The state was awarded $3.3 billion in federal funding to bolster their Medicaid program, the federal health insurance program for low-income people (called Medi-Cal in California), between late 2010 and the end of 2015. The Medi-Cal funds were divided among 17 health care systems operated by either county health departments or the University of California, and used to establish new practices for better patient care. Since then, the overall mortality rate among sepsis patients at public hospitals decreased by nearly 20 percent and the stroke mortality rate by nearly 40 percent, according to data reported by the hospitals.

The hospitals and clinics that received the grant money agreed to improve their outpatient services and urgent care, redesign inpatient care delivery in at least two areas, improve the quality of care for patients with HIV or AIDS, and improve the overall health of their patients.

One of the goals of the ACA has been to move providers toward a system of value-based care – essentially providing extra incentives to ensure that patients receive better coordinated care delivery.
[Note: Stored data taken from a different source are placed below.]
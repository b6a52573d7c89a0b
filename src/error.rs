//! Error types for table loading and feature transformation.

use std::fmt;

/// Error type for all table and transformation operations.
#[derive(Debug)]
pub enum TransformError {
    /// A required column is absent from the input table.
    MissingColumn(String),
    /// A numeric or categorical column has no observed values, so its
    /// imputation statistic is undefined.
    EmptyColumn(String),
    /// A cell could not be interpreted for the column's declared role.
    InvalidValue { column: String, value: String },
    /// A categorical value was not part of the vocabulary learned at fit time.
    UnseenCategory { column: String, value: String },
    /// Column names or count differ from the columns seen during fit.
    ColumnMismatch { expected: usize, got: usize },
    /// Row or block shape disagreement.
    InvalidShape { expected: String, got: String },
    /// No fitted state is available for the requested transform.
    NotFitted(String),
    /// Empty data provided where non-empty was required.
    EmptyData(String),
    /// Serialization or deserialization error.
    SerializationError(String),
    /// I/O error during file operations.
    IoError(String),
}

impl fmt::Display for TransformError {
    fn fmt(&self, f: &mut fmt::Formatter<'_>) -> fmt::Result {
        match self {
            TransformError::MissingColumn(name) => {
                write!(f, "Missing column: {}", name)
            }
            TransformError::EmptyColumn(name) => {
                write!(f, "Column {} has no observed values", name)
            }
            TransformError::InvalidValue { column, value } => {
                write!(f, "Invalid value in column {}: {}", column, value)
            }
            TransformError::UnseenCategory { column, value } => {
                write!(f, "Unseen category in column {}: {}", column, value)
            }
            TransformError::ColumnMismatch { expected, got } => {
                write!(f, "Column mismatch: expected {} columns, got {}", expected, got)
            }
            TransformError::InvalidShape { expected, got } => {
                write!(f, "Invalid shape: expected {}, got {}", expected, got)
            }
            TransformError::NotFitted(msg) => {
                write!(f, "Not fitted: {}", msg)
            }
            TransformError::EmptyData(msg) => {
                write!(f, "Empty data: {}", msg)
            }
            TransformError::SerializationError(msg) => {
                write!(f, "Serialization error: {}", msg)
            }
            TransformError::IoError(msg) => {
                write!(f, "I/O error: {}", msg)
            }
        }
    }
}

impl std::error::Error for TransformError {}

impl From<std::io::Error> for TransformError {
    fn from(err: std::io::Error) -> Self {
        TransformError::IoError(err.to_string())
    }
}

impl From<bincode::Error> for TransformError {
    fn from(err: bincode::Error) -> Self {
        TransformError::SerializationError(err.to_string())
    }
}

impl From<csv::Error> for TransformError {
    fn from(err: csv::Error) -> Self {
        TransformError::IoError(err.to_string())
    }
}
impl FittedColumnPreprocessor {
    fn from_pipelines(
        numeric: FittedNumericPipeline,
        categorical: FittedCategoricalPipeline,
    ) -> Self {
        let input_columns = numeric
            .input_columns()
            .iter()
            .chain(categorical.input_columns())
            .cloned()
            .collect();
        let feature_names = numeric
            .output_columns()
            .iter()
            .chain(categorical.output_columns())
            .cloned()
            .collect();
        Self {
            numeric,
            categorical,
            input_columns,
            feature_names,
        }
    }

    /// Get the fitted numeric pipeline.
    pub fn numeric_pipeline(&self) -> &FittedNumericPipeline {
        &self.numeric
    }

    /// Get the fitted categorical pipeline.
    pub fn categorical_pipeline(&self) -> &FittedCategoricalPipeline {
        &self.categorical
    }

    /// The output feature names: numeric columns first, then the generated
    /// indicator columns.
    pub fn feature_names(&self) -> &[String] {
        &self.feature_names
    }

    /// The number of output features.
    pub fn n_features_out(&self) -> usize {
        self.feature_names.len()
    }
}

impl FittedTransformer for FittedColumnPreprocessor {
    type Input = Table;
    type Output = NumericFrame;
    type Params = ColumnPreprocessorParams;

    fn transform(&self, table: &Self::Input) -> Result<Self::Output, TransformError> {
        let numeric_block = table.numeric_frame(self.numeric.input_columns())?;
        let category_block = table.category_frame(self.categorical.input_columns())?;

        let numeric_out = self.numeric.transform(&numeric_block)?;
        let categorical_out = self.categorical.transform(&category_block)?;

        NumericFrame::hstack(&[numeric_out, categorical_out])
    }

    fn extract_params(&self) -> Self::Params {
        ColumnPreprocessorParams {
            numeric: self.numeric.extract_params(),
            categorical: self.categorical.extract_params(),
        }
    }

    fn from_params(params: Self::Params) -> Result<Self, TransformError> {
        let numeric = FittedNumericPipeline::from_params(params.numeric)?;
        let categorical = FittedCategoricalPipeline::from_params(params.categorical)?;
        Ok(Self::from_pipelines(numeric, categorical))
    }

    /// Load a fitted preprocessor artifact. A path with no artifact behind it
    /// means no fit has happened yet, which is reported as
    /// [`TransformError::NotFitted`] rather than a plain I/O error.
    fn load_from_file<P: AsRef<std::path::Path>>(path: P) -> Result<Self, TransformError>
    where
        Self: Sized,
    {
        let bytes = std::fs::read(&path).map_err(|e| {
            if e.kind() == std::io::ErrorKind::NotFound {
                TransformError::NotFitted(format!(
                    "no fitted preprocessor artifact at {}",
                    path.as_ref().display()
                ))
            } else {
                TransformError::IoError(e.to_string())
            }
        })?;
        let params = <Self::Params as crate::serialization::SerializableParams>::from_bytes(&bytes)
            .map_err(|e| TransformError::SerializationError(e.to_string()))?;
        Self::from_params(params)
    }

    fn input_columns(&self) -> &[String] {
        &self.input_columns
    }
}

#[cfg(test)]
mod tests {
    use super::*;
    use crate::table::Value;

    fn names(names: &[&str]) -> Vec<String> {
        names.iter().map(|s| s.to_string()).collect()
    }

    fn small_preprocessor() -> ColumnPreprocessor {
        ColumnPreprocessor::with_columns(names(&["Hours_Studied"]), names(&["School_Type"]))
    }

    fn small_table() -> Table {
        Table::from_rows(
            names(&["Hours_Studied", "School_Type", "Exam_Score"]),
            vec![
                vec![Value::from(10.0), Value::from("Public"), Value::from(70.0)],
                vec![Value::Missing, Value::from("Private"), Value::from(85.0)],
                vec![Value::from(30.0), Value::from("Public"), Value::from(90.0)],
            ],
        )
        .unwrap()
    }

    #[test]
    fn test_default_schema_lists() {
        let preprocessor = ColumnPreprocessor::new();
        assert_eq!(preprocessor.numeric_columns().len(), 6);
        assert_eq!(preprocessor.categorical_columns().len(), 13);
        assert_eq!(preprocessor.numeric_columns()[0], "Hours_Studied");
        assert_eq!(preprocessor.categorical_columns()[0], "Gender");
    }

    #[test]
    fn test_with_columns_dedup() {
        let preprocessor = ColumnPreprocessor::with_columns(
            names(&["a", "b", "a"]),
            names(&["Gender", "School_Type", "Gender"]),
        );
        assert_eq!(preprocessor.numeric_columns(), &names(&["a", "b"]));
        assert_eq!(
            preprocessor.categorical_columns(),
            &names(&["Gender", "School_Type"])
        );
    }

    #[test]
    fn test_fit_transform_shape_and_names() {
        let table = small_table();
        let fitted = small_preprocessor().fit(&table).unwrap();

        // 1 numeric column + 2 categories = 3 output features.
        assert_eq!(fitted.n_features_out(), 3);
        assert_eq!(
            fitted.feature_names(),
            &[
                "Hours_Studied".to_string(),
                "School_Type_Private".to_string(),
                "School_Type_Public".to_string()
            ]
        );

        let out = fitted.transform(&table).unwrap();
        assert_eq!(out.shape(), (3, 3));
    }

    #[test]
    fn test_column_count_invariant() {
        let table = Table::from_rows(
            names(&["n1", "n2", "c1", "c2"]),
            vec![
                vec![
                    Value::from(1.0),
                    Value::from(5.0),
                    Value::from("x"),
                    Value::from("p"),
                ],
                vec![
                    Value::from(2.0),
                    Value::from(6.0),
                    Value::from("y"),
                    Value::from("q"),
                ],
                vec![
                    Value::from(3.0),
                    Value::from(7.0),
                    Value::from("z"),
                    Value::from("p"),
                ],
            ],
        )
        .unwrap();

        let preprocessor =
            ColumnPreprocessor::with_columns(names(&["n1", "n2"]), names(&["c1", "c2"]));
        let fitted = preprocessor.fit(&table).unwrap();

        // 2 numeric + (3 categories in c1 + 2 in c2) = 7.
        assert_eq!(fitted.n_features_out(), 7);
        assert_eq!(fitted.transform(&table).unwrap().n_columns(), 7);
    }

    #[test]
    fn test_transform_deterministic() {
        let table = small_table();
        let fitted = small_preprocessor().fit(&table).unwrap();

        let first = fitted.transform(&table).unwrap();
        let second = fitted.transform(&table).unwrap();
        assert_eq!(first, second);
    }

    #[test]
    fn test_fit_transform_matches_fit_then_transform() {
        let table = small_table();
        let preprocessor = small_preprocessor();

        let direct = preprocessor.fit_transform(&table).unwrap();
        let fitted = preprocessor.fit(&table).unwrap();
        assert_eq!(direct, fitted.transform(&table).unwrap());
    }

    #[test]
    fn test_fit_missing_required_column() {
        let table = Table::from_rows(
            names(&["School_Type"]),
            vec![vec![Value::from("Public")]],
        )
        .unwrap();

        let result = small_preprocessor().fit(&table);
        assert!(
            matches!(result, Err(TransformError::MissingColumn(name)) if name == "Hours_Studied")
        );
    }

    #[test]
    fn test_transform_missing_required_column() {
        let fitted = small_preprocessor().fit(&small_table()).unwrap();

        let table = Table::from_rows(
            names(&["Hours_Studied"]),
            vec![vec![Value::from(1.0)]],
        )
        .unwrap();

        let result = fitted.transform(&table);
        assert!(matches!(result, Err(TransformError::MissingColumn(_))));
    }

    #[test]
    fn test_fit_empty_table() {
        let table = Table::from_rows(names(&["Hours_Studied", "School_Type"]), vec![]).unwrap();
        let result = small_preprocessor().fit(&table);
        assert!(matches!(result, Err(TransformError::EmptyData(_))));
    }

    #[test]
    fn test_unseen_category_propagates() {
        let fitted = small_preprocessor().fit(&small_table()).unwrap();

        let table = Table::from_rows(
            names(&["Hours_Studied", "School_Type"]),
            vec![vec![Value::from(15.0), Value::from("Charter")]],
        )
        .unwrap();

        let result = fitted.transform(&table);
        assert!(matches!(
            result,
            Err(TransformError::UnseenCategory { column, value })
                if column == "School_Type" && value == "Charter"
        ));
    }

    #[test]
    fn test_unseen_category_ignored_when_configured() {
        let fitted = small_preprocessor()
            .with_handle_unknown(HandleUnknown::Ignore)
            .fit(&small_table())
            .unwrap();

        let table = Table::from_rows(
            names(&["Hours_Studied", "School_Type"]),
            vec![vec![Value::from(15.0), Value::from("Charter")]],
        )
        .unwrap();

        let out = fitted.transform(&table).unwrap();
        assert_eq!(out.data()[[0, 1]], 0.0);
        assert_eq!(out.data()[[0, 2]], 0.0);
    }

    #[test]
    fn test_save_load_round_trip() {
        let table = small_table();
        let fitted = small_preprocessor().fit(&table).unwrap();

        let path = std::env::temp_dir().join("examscore_test_column_preprocessor.bin");
        fitted.save_to_file(&path).unwrap();

        let loaded = FittedColumnPreprocessor::load_from_file(&path).unwrap();
        assert_eq!(loaded.feature_names(), fitted.feature_names());
        assert_eq!(
            fitted.transform(&table).unwrap(),
            loaded.transform(&table).unwrap()
        );

        std::fs::remove_file(&path).ok();
    }

    #[test]
    fn test_load_without_prior_fit_is_not_fitted() {
        let path = std::env::temp_dir().join("examscore_test_never_saved.bin");
        std::fs::remove_file(&path).ok();

        let result = FittedColumnPreprocessor::load_from_file(&path);
        assert!(matches!(result, Err(TransformError::NotFitted(_))));
    }

    #[test]
    fn test_params_round_trip() {
        let table = small_table();
        let fitted = small_preprocessor().fit(&table).unwrap();

        let params = fitted.extract_params();
        let restored = FittedColumnPreprocessor::from_params(params).unwrap();

        assert_eq!(restored.feature_names(), fitted.feature_names());
        assert_eq!(restored.input_columns(), fitted.input_columns());
        assert_eq!(
            fitted.transform(&table).unwrap(),
            restored.transform(&table).unwrap()
        );
    }

    #[test]
    fn test_output_ignores_extra_columns() {
        // Columns outside the declared lists (like the label) never leak into
        // the feature blocks.
        let table = small_table();
        let fitted = small_preprocessor().fit(&table).unwrap();
        let out = fitted.transform(&table).unwrap();

        assert!(!out.columns().iter().any(|c| c == "Exam_Score"));
    }
}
It has done so by fostering the creation of accountable care organizations and bundled payment initiatives to reduce the costs of expensive procedures such as joint replacement surgeries, among other initiatives.

Some county departments were also able to completely revamp their delivery of outpatient primary care by assigning Medi-Cal patients in their system to a team of caregivers that included a primary care physician and staff coordinating their care.

A few of the larger providers participating in the waiver received $100 million or more annually during the five years. That inflow of cash helped marshal resources, according to Nadereh Pourat, director of research at the UCLA center and leader of the evaluation project.

“They were able to hire new staff, train new staff and get buy-in from providers,” she said. “The money made it a lot easier to get everyone motivated.”

UCSF Health, which received $110 million in federal funds, created a surveillance algorithm within its electronic medical record system that alerts both nurses and doctors if there are warning signs of sepsis in patients. The condition can cause systemic organ failure and is deadly in about 50 percent of all cases if it’s not detected in its earliest stages. The new system enabled UCSF to cut its sepsis mortality rate from 27 percent to 18 percent, a drop of one-third during the waiver, a reduction of more than one-third following the bump in funding.

Neighboring San Mateo County, which operates a 228-bed hospital, received about $70 million. The hospital cut its sepsis mortality rate in half, from 58 percent to 29 percent. According to San Mateo County Chief Medical Officer Susan Fernyak, the hospital screened every new admission and every patient in the intensive care unit to evaluate their sepsis risk. Appropriate testing and care was ordered if a patient was considered at risk for developing the condition.

San Mateo County also used a share of the funds to convert their outpatient clinics into patient-centered medical homes, ensuring coordinated care. San Mateo County placed 45,000 residents into medical homes, Fernyak said.

The Los Angeles County Department of Health Services – the largest public health system in California with four hospitals and 19 outpatient health care centers – took the medical home concept even further. It used part of the $1.1 billion it received to place 450,000 patients into medical homes. Each patient’s care is supervised by a nurse care manager, a nurse care coordinator and certified medical assistant. Communications about each patient take place within an electronic messaging platform that records any care they receive directly into the county’s EMR system.

L.A. County had “no primary care infrastructure, no EMR system, no disease registry…we didn’t have anything,” said Christina Ghaly, the system’s chief operations officer. “When you send the patients to primary care, the whole point is continuity.”

L.A. County also created a medical home specifically for patients who are HIV-positive or have AIDS. Nearly a third of those patients had formal care plans in place by the end of the evaluation period, nearly every patient was being screened for hepatitis B (about 10 percent of HIV patients also have hepatitis B), and 80 percent of patients were undergoing smoking cessation counseling (HIV/AIDS patients are at higher risk of smoking-related strokes and heart attacks than the general population).

The providers receiving additional funds also made gains in population health, but they were uneven. More than half of the patients in the public health systems were counseled on tobacco cessation by the end of the waiver, up nearly 50 percent prior to the waiver and triple the national rate. But the rates of diabetic patients whose blood was being closely monitored did not budge, nor did the rates of monitoring for hypertension.